_What is expected_:
Extract the lines from the first line of the records below through the line containing "impl fmt::Debug for", inclusive, and reproduce them exactly as written.

_Records to process_:
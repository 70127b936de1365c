//! Path names: `user@domain/elem/elem`.
//!
//! [`Parsed`] is the canonical, cleaned form of a path: no empty elements,
//! no `.` or `..`, case preserved. The string form of a user root carries a
//! trailing slash (`ann@example.com/`); all other paths do not.

use std::fmt;

use crate::errors::{Error, Kind, Result};
use crate::user::{self, UserName};

/// Maximum number of link hops a resolver will follow before giving up
/// with `LinkLoop`.
pub const MAX_LINK_HOPS: usize = 20;

/// An Upspin path name. Not necessarily clean; see [`Parsed`].
#[derive(Clone, PartialEq, Eq, Hash, PartialOrd, Ord)]
pub struct PathName(String);

impl PathName {
    pub fn as_str(&self) -> &str {
        &self.0
    }
}

impl fmt::Display for PathName {
    fn fmt(&self, f: &mut fmt::Formatter<'_>) -> fmt::Result {
        f.write_str(&self.0)
    }
}

impl fmt::Debug for PathName {
    fn fmt(&self, f: &mut fmt::Formatter<'_>) -> fmt::Result {
        write!(f, "PathName({})", self.0)
    }
}

impl From<&str> for PathName {
    fn from(s: &str) -> Self {
        PathName(s.to_string())
    }
}

impl From<String> for PathName {
    fn from(s: String) -> Self {
        PathName(s)
    }
}

impl From<&PathName> for PathName {
    fn from(p: &PathName) -> Self {
        p.clone()
    }
}

impl AsRef<str> for PathName {
    fn as_ref(&self) -> &str {
        &self.0
    }
}

impl std::ops::Deref for PathName {
    type Target = str;

    fn deref(&self) -> &str {
        &self.0
    }
}

/// A parsed, cleaned path.
#[derive(Clone, Debug, PartialEq, Eq)]
pub struct Parsed {
    user: UserName,
    elems: Vec<String>,
}

impl Parsed {
    /// Parses and cleans `name`.
    ///
    /// The user part must be a valid non-wildcard user. Empty elements and
    /// `.` are dropped; `..` consumes the previous element and is an error
    /// at the root.
    pub fn parse(name: impl AsRef<str>) -> Result<Parsed> {
        let name = name.as_ref();
        let (user_part, rest) = match name.find('/') {
            Some(slash) => (&name[..slash], &name[slash + 1..]),
            None => (name, ""),
        };
        let user = user::clean(user_part).map_err(|e| e.path(name))?;

        let mut elems: Vec<String> = Vec::new();
        for elem in rest.split('/') {
            match elem {
                "" | "." => {}
                ".." => {
                    if elems.pop().is_none() {
                        return Err(Error::new(Kind::Invalid)
                            .path(name)
                            .msg(".. escapes the user root"));
                    }
                }
                _ => elems.push(elem.to_string()),
            }
        }
        Ok(Parsed { user, elems })
    }

    pub fn user(&self) -> &UserName {
        &self.user
    }

    pub fn nelem(&self) -> usize {
        self.elems.len()
    }

    pub fn elem(&self, i: usize) -> &str {
        &self.elems[i]
    }

    pub fn is_root(&self) -> bool {
        self.elems.is_empty()
    }

    /// The path without the user prefix; empty for the root.
    pub fn file_path(&self) -> String {
        self.elems.join("/")
    }

    /// The prefix holding only the first `n` elements.
    pub fn first(&self, n: usize) -> Parsed {
        Parsed {
            user: self.user.clone(),
            elems: self.elems[..n.min(self.elems.len())].to_vec(),
        }
    }

    /// The prefix missing the last `n` elements; clamped at the root.
    pub fn drop(&self, n: usize) -> Parsed {
        let keep = self.elems.len().saturating_sub(n);
        self.first(keep)
    }

    /// The parent directory. At the root, the root itself.
    pub fn dir(&self) -> Parsed {
        self.drop(1)
    }

    /// The last element, or the user root string for the root.
    pub fn base(&self) -> String {
        match self.elems.last() {
            Some(e) => e.clone(),
            None => self.user.as_str().to_string(),
        }
    }

    /// Appends one element, returning the extended path.
    pub fn child(&self, elem: &str) -> Parsed {
        let mut elems = self.elems.clone();
        elems.push(elem.to_string());
        Parsed {
            user: self.user.clone(),
            elems,
        }
    }

    /// True if `self` is `ancestor` or lies beneath it.
    pub fn has_prefix(&self, ancestor: &Parsed) -> bool {
        self.user == ancestor.user
            && self.elems.len() >= ancestor.elems.len()
            && self.elems[..ancestor.elems.len()] == ancestor.elems[..]
    }

    pub fn path(&self) -> PathName {
        PathName(self.to_string())
    }
}

impl fmt::Display for Parsed {
    fn fmt(&self, f: &mut fmt::Formatter<'_>) -> fmt::Result {
        write!(f, "{}/", self.user)?;
        let mut sep = "";
        for elem in &self.elems {
            write!(f, "{sep}{elem}")?;
            sep = "/";
        }
        Ok(())
    }
}

/// Cleans a path name lexically, without requiring it to parse as a user
/// path beyond the basic shape. Equivalent to `Parsed::parse(name)?.path()`.
pub fn clean(name: impl AsRef<str>) -> Result<PathName> {
    Ok(Parsed::parse(name)?.path())
}

/// Textually joins path elements onto `base`, cleaning the result.
pub fn join(base: &PathName, elems: &[&str]) -> Result<PathName> {
    let mut s = base.as_str().to_string();
    for elem in elems {
        s.push('/');
        s.push_str(elem);
    }
    clean(&s)
}

/// Reports whether `elem` contains glob metacharacters (`*`, `?`, `[`,
/// or a backslash escape).
pub fn has_meta(elem: &str) -> bool {
    elem.contains(['*', '?', '[', '\\'])
}

/// Reports whether any element of `pattern` contains glob metacharacters.
pub fn pattern_has_meta(pattern: &str) -> bool {
    has_meta(pattern)
}

/// Matches a single path element against a single pattern element using
/// `*`, `?`, and `[...]`.
pub fn match_elem(pattern: &str, elem: &str) -> bool {
    match glob::Pattern::new(pattern) {
        Ok(p) => {
            // Path separators never appear inside one element, so the
            // default options suffice.
            p.matches(elem)
        }
        Err(_) => pattern == elem,
    }
}

#[cfg(test)]
mod tests {
    use super::*;

    #[test]
    fn parse_and_print() {
        let p = Parsed::parse("ann@example.com/a/b/c").unwrap();
        assert_eq!(p.user().as_str(), "ann@example.com");
        assert_eq!(p.nelem(), 3);
        assert_eq!(p.elem(1), "b");
        assert_eq!(p.to_string(), "ann@example.com/a/b/c");
        assert_eq!(p.file_path(), "a/b/c");
    }

    #[test]
    fn root_forms() {
        for root in ["ann@example.com", "ann@example.com/", "ann@example.com//."] {
            let p = Parsed::parse(root).unwrap();
            assert!(p.is_root());
            assert_eq!(p.to_string(), "ann@example.com/");
        }
    }

    #[test]
    fn cleaning() {
        let cases = [
            ("ann@example.com/a//b", "ann@example.com/a/b"),
            ("ann@example.com/a/./b", "ann@example.com/a/b"),
            ("ann@example.com/a/b/..", "ann@example.com/a"),
            ("ann@example.com/a/../b", "ann@example.com/b"),
            ("ann@example.com/a/b/../..", "ann@example.com/"),
        ];
        for (input, want) in cases {
            assert_eq!(clean(input).unwrap().as_str(), want, "clean({input})");
        }
    }

    #[test]
    fn dotdot_escape_rejected() {
        assert!(Parsed::parse("ann@example.com/..").is_err());
        assert!(Parsed::parse("ann@example.com/a/../..").is_err());
    }

    #[test]
    fn parse_idempotent() {
        for name in [
            "ann@example.com/",
            "ann@example.com/a/b",
            "ann@Example.com//x/./y/../z",
        ] {
            let p = Parsed::parse(name).unwrap();
            let again = Parsed::parse(p.to_string()).unwrap();
            assert_eq!(p, again);
            let c = clean(name).unwrap();
            assert_eq!(clean(c.as_str()).unwrap(), c);
        }
    }

    #[test]
    fn prefix_and_drop() {
        let p = Parsed::parse("ann@example.com/a/b/c").unwrap();
        assert_eq!(p.drop(2).to_string(), "ann@example.com/a");
        assert_eq!(p.first(1).to_string(), "ann@example.com/a");
        assert_eq!(p.drop(9).to_string(), "ann@example.com/");
        assert!(p.has_prefix(&p.dir()));
        assert!(!p.dir().has_prefix(&p));
    }

    #[test]
    fn join_cleans() {
        let base = PathName::from("ann@example.com/a");
        assert_eq!(
            join(&base, &["b", "../c"]).unwrap().as_str(),
            "ann@example.com/a/c"
        );
    }

    #[test]
    fn case_preserved() {
        let p = Parsed::parse("ann@example.com/Photo/IMG.jpg").unwrap();
        assert_eq!(p.to_string(), "ann@example.com/Photo/IMG.jpg");
    }

    #[test]
    fn meta_detection_and_matching() {
        assert!(has_meta("a*b"));
        assert!(has_meta("a[1]b"));
        assert!(!has_meta("plain"));
        assert!(match_elem("a?1?b", "a[1]b"));
        assert!(match_elem("*.jpg", "pic.jpg"));
        assert!(!match_elem("*.jpg", "pic.png"));
    }
}
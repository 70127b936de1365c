//! The per-user client configuration, read from `$HOME/upspin/config`.
//!
//! The file is line-oriented `key: value` text. Unrecognised keys are
//! ignored so configs can be shared with tools this build does not carry.

use std::path::{Path, PathBuf};

use crate::endpoint::Endpoint;
use crate::entry::Packing;
use crate::errors::{Error, Result};
use crate::user::{self, UserName};

/// Default size of a file block: 1 MiB.
pub const DEFAULT_BLOCK_SIZE: usize = 1 << 20;

/// Default bound on cached Access/Group entries.
pub const DEFAULT_CACHE_SIZE: usize = 1000;

#[derive(Clone, Debug)]
pub struct Config {
    pub user_name: UserName,
    /// Directory holding the key files; `None` means no factotum.
    pub secrets: Option<PathBuf>,
    pub key_endpoint: Endpoint,
    pub store_endpoint: Endpoint,
    pub dir_endpoint: Endpoint,
    pub packing: Packing,
    pub block_size: usize,
    pub cache_size: usize,
    /// Careful mode: writes require the sequence observed by the
    /// preceding lookup.
    pub prudent: bool,
    pub write_through: bool,
}

impl Config {
    pub fn new(user_name: UserName) -> Self {
        Config {
            user_name,
            secrets: None,
            key_endpoint: Endpoint::unassigned(),
            store_endpoint: Endpoint::unassigned(),
            dir_endpoint: Endpoint::unassigned(),
            packing: Packing::Ee,
            block_size: DEFAULT_BLOCK_SIZE,
            cache_size: DEFAULT_CACHE_SIZE,
            prudent: false,
            write_through: false,
        }
    }

    /// Parses config text. `username` is required; everything else has a
    /// default.
    pub fn parse(text: &str) -> Result<Config> {
        let mut user_name: Option<UserName> = None;
        let mut config = Config::new(UserName::from(""));
        for (i, raw) in text.lines().enumerate() {
            let line = match raw.find('#') {
                Some(h) => &raw[..h],
                None => raw,
            }
            .trim();
            if line.is_empty() {
                continue;
            }
            let colon = line.find(':').ok_or_else(|| {
                Error::invalid(format!("config line {}: missing colon", i + 1))
            })?;
            let key = line[..colon].trim();
            let value = line[colon + 1..].trim();
            match key {
                "username" => user_name = Some(user::clean(value)?),
                "secrets" => config.secrets = Some(PathBuf::from(value)),
                "keyserver" => config.key_endpoint = value.parse()?,
                "storeserver" => config.store_endpoint = value.parse()?,
                "dirserver" => config.dir_endpoint = value.parse()?,
                "packing" => config.packing = value.parse()?,
                // Unrecognised keys are ignored.
                _ => {}
            }
        }
        match user_name {
            Some(u) => {
                config.user_name = u;
                Ok(config)
            }
            None => Err(Error::invalid("config has no username")),
        }
    }

    pub fn from_file(path: &Path) -> Result<Config> {
        let text = std::fs::read_to_string(path)
            .map_err(|e| Error::from(e).op("config.FromFile").msg(path.display().to_string()))?;
        Config::parse(&text)
    }

    /// The secrets directory, defaulting to `$HOME/.ssh`.
    pub fn secrets_dir(&self) -> Option<PathBuf> {
        match &self.secrets {
            Some(dir) => Some(dir.clone()),
            None => default_secrets_dir(),
        }
    }
}

/// `$HOME/upspin/config`.
pub fn default_config_path() -> Option<PathBuf> {
    let dirs = directories::BaseDirs::new()?;
    Some(dirs.home_dir().join("upspin").join("config"))
}

/// `$HOME/.ssh`.
pub fn default_secrets_dir() -> Option<PathBuf> {
    let dirs = directories::BaseDirs::new()?;
    Some(dirs.home_dir().join(".ssh"))
}

#[cfg(test)]
mod tests {
    use super::*;
    use crate::endpoint::Transport;

    #[test]
    fn parse_full() {
        let text = "\
# comment
username: ann@example.com
secrets: /home/ann/.ssh
keyserver: inprocess,main
storeserver: inprocess,main
dirserver: inprocess,main
packing: eeintegrity
unknownkey: ignored
";
        let c = Config::parse(text).unwrap();
        assert_eq!(c.user_name.as_str(), "ann@example.com");
        assert_eq!(c.secrets.as_deref(), Some(Path::new("/home/ann/.ssh")));
        assert_eq!(c.dir_endpoint.transport, Transport::InProcess);
        assert_eq!(c.packing, Packing::EeIntegrity);
        assert_eq!(c.block_size, DEFAULT_BLOCK_SIZE);
    }

    #[test]
    fn username_required() {
        assert!(Config::parse("packing: ee\n").is_err());
    }

    #[test]
    fn default_packing_is_ee() {
        let c = Config::parse("username: ann@example.com\n").unwrap();
        assert_eq!(c.packing, Packing::Ee);
    }
}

_Exercise output_:
repository 70127b936de1365c
//! Path names: `user@domain/elem/elem`.
//!
//! [`Parsed`] is the canonical, cleaned form of a path: no empty elements,
//! no `.` or `..`, case preserved. The string form of a user root carries a
//! trailing slash (`ann@example.com/`); all other paths do not.

use std::fmt;

use crate::errors::{Error, Kind, Result};
use crate::user::{self, UserName};

/// Maximum number of link hops a resolver will follow before giving up
/// with `LinkLoop`.
pub const MAX_LINK_HOPS: usize = 20;

/// An Upspin path name. Not necessarily clean; see [`Parsed`].
#[derive(Clone, PartialEq, Eq, Hash, PartialOrd, Ord)]
pub struct PathName(String);

impl PathName {
    pub fn as_str(&self) -> &str {
        &self.0
    }
}

impl fmt::Display for PathName {
    fn fmt(&self, f: &mut fmt::Formatter<'_>) -> fmt::Result {
        f.write_str(&self.0)
    }
}

impl fmt::Debug for PathName {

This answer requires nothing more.